-- EXERCISE AIM --
Write all of the entries out again exactly.
===== DATASET EXTRACT =====
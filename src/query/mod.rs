//! Query expressions: construction, evaluation, streaming and writes.
pub mod builder;
pub mod cursor;
pub mod eval;
pub mod parse;
pub mod telemetry;
pub mod term;
pub mod value;
pub mod write;

// Operator families, reached through `eval::apply_op`.
mod aggregate;
mod array;
mod join;
mod math;
pub mod object;
mod sequence;
mod temporal;

pub use builder::{Bound, Expr, IndexSpec, InsertOptions, WriteOptions, r};
pub use cursor::{Cursor, CursorState};
pub use eval::{Function, QueryContext, Scope, Selector};
pub use parse::{parse_query_json, to_query_json};
pub use term::{Call, Op, Term};
pub use value::{GroupedData, SeqKind, Sequence, Value};
pub use write::WriteResult;
use thiserror::Error;

/// Coarse classification callers branch on for retry/skip decisions.
#[derive(Debug, Clone, Copy, PartialEq, Eq, Hash)]
pub enum ErrorKind {
    TypeMismatch,
    KeyMissing,
    IndexOutOfRange,
    EmptyReduction,
    ResourceExhausted,
    CursorClosed,
    InvalidArgument,
    Conflict,
    NotFound,
    Connection,
    Timeout,
    Server,
    Query,
    Io,
    Config,
    FeatureNotImplemented,
}

#[derive(Debug, Error)]
pub enum DbError {
    #[error("Type mismatch: {0}")]
    TypeMismatch(String),

    #[error("Missing key: {0}")]
    KeyMissing(String),

    #[error("Index out of range: {0}")]
    IndexOutOfRange(String),

    #[error("Empty reduction: {0}")]
    EmptyReduction(String),

    #[error("Resource exhausted: {0}")]
    ResourceExhausted(String),

    #[error("Cursor is closed")]
    CursorClosed,

    #[error("Invalid argument: {0}")]
    InvalidArgument(String),

    #[error("Duplicate primary key `{key}` in table `{table}`")]
    DuplicateKey { table: String, key: String },

    #[error("Table not found: {0}")]
    NoSuchTable(String),

    #[error("Index `{index}` was not found on table `{table}`")]
    NoSuchIndex { table: String, index: String },

    #[error("Connection error: {0}")]
    Connection(String),

    #[error("Timeout: {0}")]
    Timeout(String),

    #[error("Server error: {0}")]
    Server(String),

    #[error("Query error: {0}")]
    QueryError(String),

    #[error("I/O error: {0}")]
    Io(String),

    #[error("Serde JSON: {0}")]
    Json(#[from] serde_json::Error),

    #[error("Config: {0}")]
    Toml(#[from] toml::de::Error),

    #[error("feature not implemented: {0}")]
    FeatureNotImplemented(String),
}

impl DbError {
    #[must_use]
    pub const fn kind(&self) -> ErrorKind {
        match self {
            Self::TypeMismatch(_) => ErrorKind::TypeMismatch,
            Self::KeyMissing(_) => ErrorKind::KeyMissing,
            Self::IndexOutOfRange(_) => ErrorKind::IndexOutOfRange,
            Self::EmptyReduction(_) => ErrorKind::EmptyReduction,
            Self::ResourceExhausted(_) => ErrorKind::ResourceExhausted,
            Self::CursorClosed => ErrorKind::CursorClosed,
            Self::InvalidArgument(_) => ErrorKind::InvalidArgument,
            Self::DuplicateKey { .. } => ErrorKind::Conflict,
            Self::NoSuchTable(_) | Self::NoSuchIndex { .. } => ErrorKind::NotFound,
            Self::Connection(_) => ErrorKind::Connection,
            Self::Timeout(_) => ErrorKind::Timeout,
            Self::Server(_) => ErrorKind::Server,
            Self::QueryError(_) => ErrorKind::Query,
            Self::Io(_) => ErrorKind::Io,
            Self::Json(_) => ErrorKind::Query,
            Self::Toml(_) => ErrorKind::Config,
            Self::FeatureNotImplemented(_) => ErrorKind::FeatureNotImplemented,
        }
    }

    /// Failures owned by the storage collaborator. These abort a batch write instead of being
    /// folded into its `WriteResult`.
    #[must_use]
    pub const fn is_transport(&self) -> bool {
        matches!(self.kind(), ErrorKind::Connection | ErrorKind::Timeout | ErrorKind::Server)
    }

    /// Errors that `default(..)` recovers from.
    #[must_use]
    pub const fn is_non_existence(&self) -> bool {
        matches!(self.kind(), ErrorKind::KeyMissing | ErrorKind::IndexOutOfRange)
    }
}

impl From<std::io::Error> for DbError {
    fn from(e: std::io::Error) -> Self {
        Self::Io(e.to_string())
    }
}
=====
-- SOLUTION --
filename src/query/mod.rs
//! Query expressions: construction, evaluation, streaming and writes.
pub mod builder;
pub mod cursor;
pub mod eval;
pub mod parse;
pub mod telemetry;
pub mod term;
pub mod value;
pub mod write;

// Operator families, reached through `eval::apply_op`.
mod aggregate;
mod array;
mod join;
mod math;
pub mod object;
mod sequence;
mod temporal;

pub use builder::{Bound, Expr, IndexSpec, InsertOptions, WriteOptions, r};
pub use cursor::{Cursor, CursorState};
pub use eval::{Function, QueryContext, Scope, Selector};
pub use parse::{parse_query_json, to_query_json};
pub use term::{Call, Op, Term};
pub use value::{GroupedData, SeqKind, Sequence, Value};
pub use write::WriteResult;
use thiserror::Error;

/// Coarse classification callers branch on for retry/skip decisions.
#[derive(Debug, Clone, Copy, PartialEq, Eq, Hash)]
pub enum ErrorKind {
    TypeMismatch,
    KeyMissing,
    IndexOutOfRange,
    EmptyReduction,
    ResourceExhausted,
    CursorClosed,
    InvalidArgument,
    Conflict,
    NotFound,
    Connection,
    Timeout,
    Server,
    Query,
    Io,
    Config,
    FeatureNotImplemented,
}

#[derive(Debug, Error)]
pub enum DbError {
    #[error("Type mismatch: {0}")]
    TypeMismatch(String),

    #[error("Missing key: {0}")]
    KeyMissing(String),

    #[error("Index out of range: {0}")]
    IndexOutOfRange(String),

    #[error("Empty reduction: {0}")]
    EmptyReduction(String),

    #[error("Resource exhausted: {0}")]
    ResourceExhausted(String),

    #[error("Cursor is closed")]
    CursorClosed,

    #[error("Invalid argument: {0}")]
    InvalidArgument(String),

    #[error("Duplicate primary key `{key}` in table `{table}`")]
    DuplicateKey { table: String, key: String },

    #[error("Table not found: {0}")]
    NoSuchTable(String),

    #[error("Index `{index}` was not found on table `{table}`")]
    NoSuchIndex { table: String, index: String },

    #[error("Connection error: {0}")]
    Connection(String),

    #[error("Timeout: {0}")]
    Timeout(String),

    #[error("Server error: {0}")]
    Server(String),

    #[error("Query error: {0}")]
    QueryError(String),

    #[error("I/O error: {0}")]
    Io(String),

    #[error("Serde JSON: {0}")]
    Json(#[from] serde_json::Error),

    #[error("Config: {0}")]
    Toml(#[from] toml::de::Error),

    #[error("feature not implemented: {0}")]
    FeatureNotImplemented(String),
}

impl DbError {
    #[must_use]
    pub const fn kind(&self) -> ErrorKind {
        match self {
            Self::TypeMismatch(_) => ErrorKind::TypeMismatch,
            Self::KeyMissing(_) => ErrorKind::KeyMissing,
            Self::IndexOutOfRange(_) => ErrorKind::IndexOutOfRange,
            Self::EmptyReduction(_) => ErrorKind::EmptyReduction,
            Self::ResourceExhausted(_) => ErrorKind::ResourceExhausted,
            Self::CursorClosed => ErrorKind::CursorClosed,
            Self::InvalidArgument(_) => ErrorKind::InvalidArgument,
            Self::DuplicateKey { .. } => ErrorKind::Conflict,
            Self::NoSuchTable(_) | Self::NoSuchIndex { .. } => ErrorKind::NotFound,
            Self::Connection(_) => ErrorKind::Connection,
            Self::Timeout(_) => ErrorKind::Timeout,
            Self::Server(_) => ErrorKind::Server,
            Self::QueryError(_) => ErrorKind::Query,
            Self::Io(_) => ErrorKind::Io,
            Self::Json(_) => ErrorKind::Query,
            Self::Toml(_) => ErrorKind::Config,
            Self::FeatureNotImplemented(_) => ErrorKind::FeatureNotImplemented,
        }
    }

    /// Failures owned by the storage collaborator. These abort a batch write instead of being
    /// folded into its `WriteResult`.
    #[must_use]
    pub const fn is_transport(&self) -> bool {
        matches!(self.kind(), ErrorKind::Connection | ErrorKind::Timeout | ErrorKind::Server)
    }

    /// Errors that `default(..)` recovers from.
    #[must_use]
    pub const fn is_non_existence(&self) -> bool {
        matches!(self.kind(), ErrorKind::KeyMissing | ErrorKind::IndexOutOfRange)
    }
}

impl From<std::io::Error> for DbError {
    fn from(e: std::io::Error) -> Self {
        Self::Io(e.to_string())
    }
}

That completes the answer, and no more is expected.